1)選擇適宜的細胞模型，按照相應細胞培養條件培養細胞；

2)之后用消化液消化細胞，按照所需量分為供體細胞和受體細胞培養箱靜置備用；

3)在供體細胞中同時加入兩種熒光探針，孵育一段時間；受體細胞靜置備用；將所有供體和受體細胞分為對受試組和對照組，將受試組和對照組的供體細胞和受體細胞分別按比例混合培養于培養板中；在受試組的供體細胞和受體細胞中加入待測物，對照組不加待測物；其中，兩種熒光探針分別為Calcein AM和DiI探針，Calcein AM探針的濃度為1～10μM，DiI探針的濃度為1～15μM；

4)經過一段時間孵育，使受試組和對照組的供體細胞和受體細胞分別流經流式細胞計，通過流式細胞計分別測量受試組和對照組的供體細胞將其中一種熒光探針轉移至受體細胞的單陽性細胞個數；

5)分別計算受試組待測物和對照組的Te值(轉移效率，Transfer effects)，分別用Te_con和Te_test表示，Te值＝單陽性細胞數/供體細胞數×100％；

6)計算該待測物的Te相對值，用Te_R表示，Te_R＝Te_test/Te_con×100％；根據待測物的Te_R評價待測物的促癌活性大小，Te_R越小表明該待測物的促癌活性越強。

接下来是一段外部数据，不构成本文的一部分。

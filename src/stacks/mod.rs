//! # Stack Manifests
//!
//! A *stack* is a named bundle of services described by a `stack.yaml`
//! manifest. This module owns manifest loading and validation plus the
//! cross-stack helpers (service ownership lookups, dependency validation).
//!
//! Submodules:
//! - [`cycles`] - iterative cycle detection over the enabled subgraph
//! - [`hierarchy`] - category-order dependency validation
//! - [`ordering`] - deployment ordering by `(category order, name)`
//! - [`variables`] - the four-layer variable merge

pub mod cycles;
pub mod hierarchy;
pub mod ordering;
pub mod variables;

use std::collections::{BTreeMap, HashSet};
use std::fs;

use log::warn;
use serde::Deserialize;
use serde_yaml::{Mapping, Value};

use crate::error::{Error, Result};
use crate::paths::RepoLayout;

/// Documentation-only record of what a stack persists.
#[derive(Debug, Clone, Default, Deserialize)]
pub struct Persistence {
    #[serde(default)]
    pub volumes: Vec<String>,
    #[serde(default)]
    pub paths: Vec<String>,
}

/// A parsed `stack.yaml` manifest.
#[derive(Debug, Clone, Deserialize)]
pub struct Stack {
    #[serde(default)]
    pub name: String,
    #[serde(default)]
    pub category: String,
    #[serde(default)]
    pub requires: Vec<String>,
    #[serde(default)]
    pub services: Vec<String>,
    #[serde(default)]
    pub vars: Mapping,
    #[serde(default)]
    pub persistence: Persistence,
}

impl Stack {
    /// Reads and validates `stacks/<name>/stack.yaml`.
    ///
    /// Validation: `name` must equal the directory name, `category` must be
    /// non-empty, `requires` must not contain the stack itself, and the
    /// stack must end up with at least one service. A manifest without a
    /// `services` list falls back to the sorted `vars` keys (deprecated,
    /// warns).
    pub fn load(layout: &RepoLayout, name: &str) -> Result<Self> {
        let path = layout.stack_yaml(name);
        let data = fs::read_to_string(&path).map_err(|err| Error::StackManifestInvalid {
            stack: name.to_string(),
            detail: format!("failed to read {}: {err}", path.display()),
        })?;

        let mut stack: Stack =
            serde_yaml::from_str(&data).map_err(|err| Error::StackManifestInvalid {
                stack: name.to_string(),
                detail: format!("failed to parse: {err}"),
            })?;

        if stack.name.is_empty() {
            return Err(Error::StackManifestInvalid {
                stack: name.to_string(),
                detail: "missing 'name' field".to_string(),
            });
        }

        if stack.name != name {
            return Err(Error::StackManifestInvalid {
                stack: name.to_string(),
                detail: format!(
                    "directory/name mismatch (directory: {name}, manifest: {})",
                    stack.name
                ),
            });
        }

        if stack.category.is_empty() {
            return Err(Error::StackManifestInvalid {
                stack: name.to_string(),
                detail: "missing 'category' field".to_string(),
            });
        }

        // Deprecated fallback: derive the service list from vars keys. Keys
        // are sorted so the derived list is deterministic.
        if stack.services.is_empty() && !stack.vars.is_empty() {
            warn!("stack {name} missing 'services' field, deriving from vars (deprecated)");
            let mut derived: Vec<String> = stack
                .vars
                .keys()
                .filter_map(Value::as_str)
                .map(str::to_string)
                .collect();
            derived.sort();
            stack.services = derived;
        }

        if stack.services.is_empty() {
            return Err(Error::StackManifestInvalid {
                stack: name.to_string(),
                detail: "no services defined".to_string(),
            });
        }

        if stack.requires.iter().any(|dep| dep == name) {
            return Err(Error::SelfDependency {
                stack: name.to_string(),
            });
        }

        Ok(stack)
    }

    /// Checks that every name in `services` has a corresponding `vars` key.
    pub fn validate_service_definitions(&self) -> Result<()> {
        for service in &self.services {
            if !self.vars.contains_key(&Value::from(service.as_str())) {
                return Err(Error::MissingServiceVars {
                    stack: self.name.clone(),
                    service: service.clone(),
                });
            }
        }
        Ok(())
    }
}

/// Checks if a stack ships a `compose.yml.tmpl`.
pub fn has_compose_template(layout: &RepoLayout, name: &str) -> bool {
    layout.stack_compose_template(name).is_file()
}

/// Maps every service in the given stacks to its owning stack.
pub fn services_by_stack(
    layout: &RepoLayout,
    stack_names: &[String],
) -> Result<BTreeMap<String, String>> {
    let mut services = BTreeMap::new();
    for stack_name in stack_names {
        let stack = Stack::load(layout, stack_name)?;
        for service in stack.services {
            services.insert(service, stack_name.clone());
        }
    }
    Ok(services)
}

/// Finds the enabled stack owning a service, if any.
pub fn find_service(
    layout: &RepoLayout,
    service: &str,
    enabled: &[String],
) -> Result<Option<String>> {
    Ok(services_by_stack(layout, enabled)?.remove(service))
}

/// Validates the enabled subgraph: every `requires` entry must itself be
/// enabled, and the induced graph must be acyclic.
pub fn validate_dependencies(layout: &RepoLayout, enabled: &[String]) -> Result<()> {
    let enabled_set: HashSet<&str> = enabled.iter().map(String::as_str).collect();

    let mut graph = BTreeMap::new();
    for name in enabled {
        let stack = Stack::load(layout, name)?;

        let missing: Vec<String> = stack
            .requires
            .iter()
            .filter(|dep| !enabled_set.contains(dep.as_str()))
            .cloned()
            .collect();
        if !missing.is_empty() {
            return Err(Error::DependencyMissing {
                stack: name.clone(),
                requires: stack.requires.clone(),
                missing,
            });
        }

        graph.insert(name.clone(), stack.requires);
    }

    if let Some(cycle) = cycles::CycleDetector::new(graph).detect() {
        return Err(Error::DependencyCycle { cycle });
    }

    Ok(())
}

/// Checks whether enabling `stack_name` would leave dependencies satisfied
/// against the currently enabled set.
pub fn check_dependencies_for_stack(
    layout: &RepoLayout,
    stack_name: &str,
    enabled: &[String],
) -> Result<()> {
    let stack = Stack::load(layout, stack_name)?;
    let enabled_set: HashSet<&str> = enabled.iter().map(String::as_str).collect();

    let missing: Vec<String> = stack
        .requires
        .iter()
        .filter(|dep| !enabled_set.contains(dep.as_str()))
        .cloned()
        .collect();

    if missing.is_empty() {
        Ok(())
    } else {
        Err(Error::DependencyMissing {
            stack: stack_name.to_string(),
            requires: stack.requires,
            missing,
        })
    }
}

2.權利要求1所述的方法，其中細胞模型采用適合貼壁生長的任何細胞系。

3.如權利要求2所述的方法，其中細胞模型選自以下任一個：源于腎臟的293細胞系、來源于皮膚的HaCat細胞、來源于肝臟的HepG2細胞和IAR20細胞、來源于神經系統的SH-SY5Y細胞、原代培養的正常心肌細胞、皮膚角阮細胞或成纖維細胞、肝臟細胞、人肺腺癌成纖維細胞A549細胞株、人皮膚鱗癌細胞株A431。

4.如權利要求3所述的方法，其中細胞模型為選自HaCat細胞或293細胞。

5.如權利要求1所述的方法，其中CalceinAM探針的濃度為5μM，DiI探針的濃度為4μM。

6.如權利要求1所述的方法，在步驟3)中，供受體細胞的比例在1∶25-1∶100之間。

7.如權利要求6所述的方法，在步驟3)中，其中供受體細胞的比例為1∶50。

8.如權利要求1-7任意所述的方法在體外篩選促癌劑中的應用，其中當Te_R＜90％時，該待測物被鑒定為促癌劑。